//! End-to-end integration tests for concord.
//!
//! These tests exercise the full pipeline from CSV files on disk through
//! extraction, merging and export, validating that documents, the store
//! and the conflict log all work together.

use std::path::{Path, PathBuf};

use concord::config::ConcordConfig;
use concord::document::Document;
use concord::export::{self, RecordKind};
use concord::ingest::Ingestor;
use concord::normalize::normalize;
use concord::store::KnowledgeBase;

fn write_csv(dir: &Path, name: &str, content: &str) -> PathBuf {
    let path = dir.join(name);
    std::fs::write(&path, content).unwrap();
    path
}

fn load(paths: &[PathBuf]) -> Vec<Document> {
    paths
        .iter()
        .map(|p| Document::from_csv_path(p).unwrap())
        .collect()
}

#[test]
fn end_to_end_conflict_between_files() {
    let dir = tempfile::TempDir::new().unwrap();
    let a = write_csv(
        dir.path(),
        "doc1.csv",
        "id,fact\n1,The sky is blue.\n2,basket has 5\n3,x + 1 = 2\n",
    );
    let b = write_csv(
        dir.path(),
        "doc2.csv",
        "id,fact\n1,The sky is green.\n2,basket has 5\n3,1 + x = 2\n",
    );

    let docs = load(&[a, b]);
    let mut kb = KnowledgeBase::new();
    let report = Ingestor::default().run_batch(&mut kb, &docs);

    // Commutative restatement and identical quantity do not conflict.
    assert_eq!(kb.conflict_log().len(), 1);
    assert!(report.has_conflicts());

    let c = kb.conflict("FACT_sky").unwrap();
    assert_eq!(c.stored, "blue");
    assert_eq!(c.new, "green");
    assert_eq!(c.document, "doc2.csv");
    assert_eq!(c.stored_sentence, "The sky is blue.");
    assert_eq!(c.new_sentence, "The sky is green.");

    assert_eq!(kb.get(&normalize("x + 1")).unwrap().value, "2");
    assert_eq!(kb.get("basket_has").unwrap().value, "5");
}

#[test]
fn three_documents_keep_first_value_and_last_conflict() {
    let mut docs = Vec::new();
    for (name, value) in [("a.csv", "A"), ("b.csv", "B"), ("c.csv", "C")] {
        let mut d = Document::new(name, vec!["text".into()]);
        d.push_row([("text", format!("K is {value}"))]);
        docs.push(d);
    }

    let mut kb = KnowledgeBase::new();
    Ingestor::default().run_batch(&mut kb, &docs);

    assert_eq!(kb.get("FACT_K").unwrap().value, "A");
    assert_eq!(kb.conflict_log().len(), 1);
    let c = kb.conflict("FACT_K").unwrap();
    assert_eq!((c.stored.as_str(), c.new.as_str()), ("A", "C"));
    assert_eq!(c.document, "c.csv");
}

#[test]
fn document_without_text_column_is_reported_not_fatal() {
    let dir = tempfile::TempDir::new().unwrap();
    let bad = write_csv(dir.path(), "bad.csv", "title,body\nhello,sky is red\n");
    let good = write_csv(dir.path(), "good.csv", "Fact\nsky is blue\n");

    let docs = load(&[bad, good]);
    let mut kb = KnowledgeBase::new();
    let report = Ingestor::default().run_batch(&mut kb, &docs);

    let skipped: Vec<_> = report.skipped().collect();
    assert_eq!(skipped.len(), 1);
    assert_eq!(skipped[0].document, "bad.csv");
    assert_eq!(skipped[0].columns, vec!["title", "body"]);

    assert_eq!(kb.len(), 1);
    assert!(!kb.has_conflicts());
}

#[test]
fn new_batch_replaces_previous_state() {
    let ingestor = Ingestor::default();
    let mut kb = KnowledgeBase::new();

    let mut first = Document::new("one.csv", vec!["fact".into()]);
    first.push_row([("fact", "sky is blue")]);
    let mut second = Document::new("two.csv", vec!["fact".into()]);
    second.push_row([("fact", "sky is green")]);

    ingestor.run_batch(&mut kb, &[first, second.clone()]);
    assert!(kb.has_conflicts());

    // A fresh batch sees green first and keeps nothing from the last run.
    ingestor.run_batch(&mut kb, &[second]);
    assert_eq!(kb.get("FACT_sky").unwrap().value, "green");
    assert!(!kb.has_conflicts());
    assert_eq!(kb.len(), 1);
}

#[test]
fn custom_text_columns_from_config_file() {
    let dir = tempfile::TempDir::new().unwrap();
    let config_path = dir.path().join("concord.toml");
    std::fs::write(&config_path, "text_columns = [\"statement\"]\n").unwrap();
    let config = ConcordConfig::load(&config_path).unwrap();

    let csv = write_csv(dir.path(), "s.csv", "statement,fact\nsky is blue,sky is red\n");
    let docs = load(&[csv]);

    let mut kb = KnowledgeBase::new();
    Ingestor::new(&config).run_batch(&mut kb, &docs);
    assert_eq!(kb.get("FACT_sky").unwrap().value, "blue");
}

#[test]
fn export_records_follow_store_order() {
    let dir = tempfile::TempDir::new().unwrap();
    let a = write_csv(dir.path(), "a.csv", "fact\n\"Water is wet, and box has 3\"\n");
    let b = write_csv(dir.path(), "b.csv", "fact\nbox has 4\n");

    let mut kb = KnowledgeBase::new();
    Ingestor::default().run_batch(&mut kb, &load(&[a, b]));

    let records = export::retrieval_records(&kb);
    let contents: Vec<&str> = records.iter().map(|r| r.content.as_str()).collect();
    assert_eq!(contents[0], "FACT_Water = wet");
    assert_eq!(contents[1], "box_has = 3");
    assert_eq!(records.last().unwrap().kind, RecordKind::Conflict);
    assert_eq!(
        contents[2],
        "The document 'b.csv' contains a conflict about 'box has': one source states: \
         'Water is wet, and box has 3', while another states: 'box has 4'."
    );

    let json = export::to_json(&kb).unwrap();
    let value: serde_json::Value = serde_json::from_str(&json).unwrap();
    assert_eq!(value["facts"].as_array().unwrap().len(), 2);
    assert_eq!(value["conflicts"][0]["document"], "b.csv");
}

#[test]
fn equivalent_fractions_and_decimal_definitions_agree_across_files() {
    let dir = tempfile::TempDir::new().unwrap();
    let a = write_csv(
        dir.path(),
        "doc1.csv",
        "fact\ny = 1/x + 1/x\nPi means approximately 3.14 in this text.\n",
    );
    let b = write_csv(
        dir.path(),
        "doc2.csv",
        "fact\ny = 2/x\nPi means approximately 3.14 in this text.\n",
    );

    let mut kb = KnowledgeBase::new();
    let report = Ingestor::default().run_files(&mut kb, &[a, b]).unwrap();

    assert!(!report.has_conflicts());
    assert_eq!(kb.get("y").unwrap().value, "2/x");
    let definition = kb.get("DEF_Pi means approximately 3.14 in").unwrap();
    assert_eq!(definition.value, "Pi means approximately 3.14 in this text.");
}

- Your assignment: Give back every line of the listing where the word "skipped" shows up.

- Reply to the task:
    let skipped: Vec<_> = report.skipped().collect();
    assert_eq!(skipped.len(), 1);
    assert_eq!(skipped[0].document, "bad.csv");
    assert_eq!(skipped[0].columns, vec!["title", "body"]);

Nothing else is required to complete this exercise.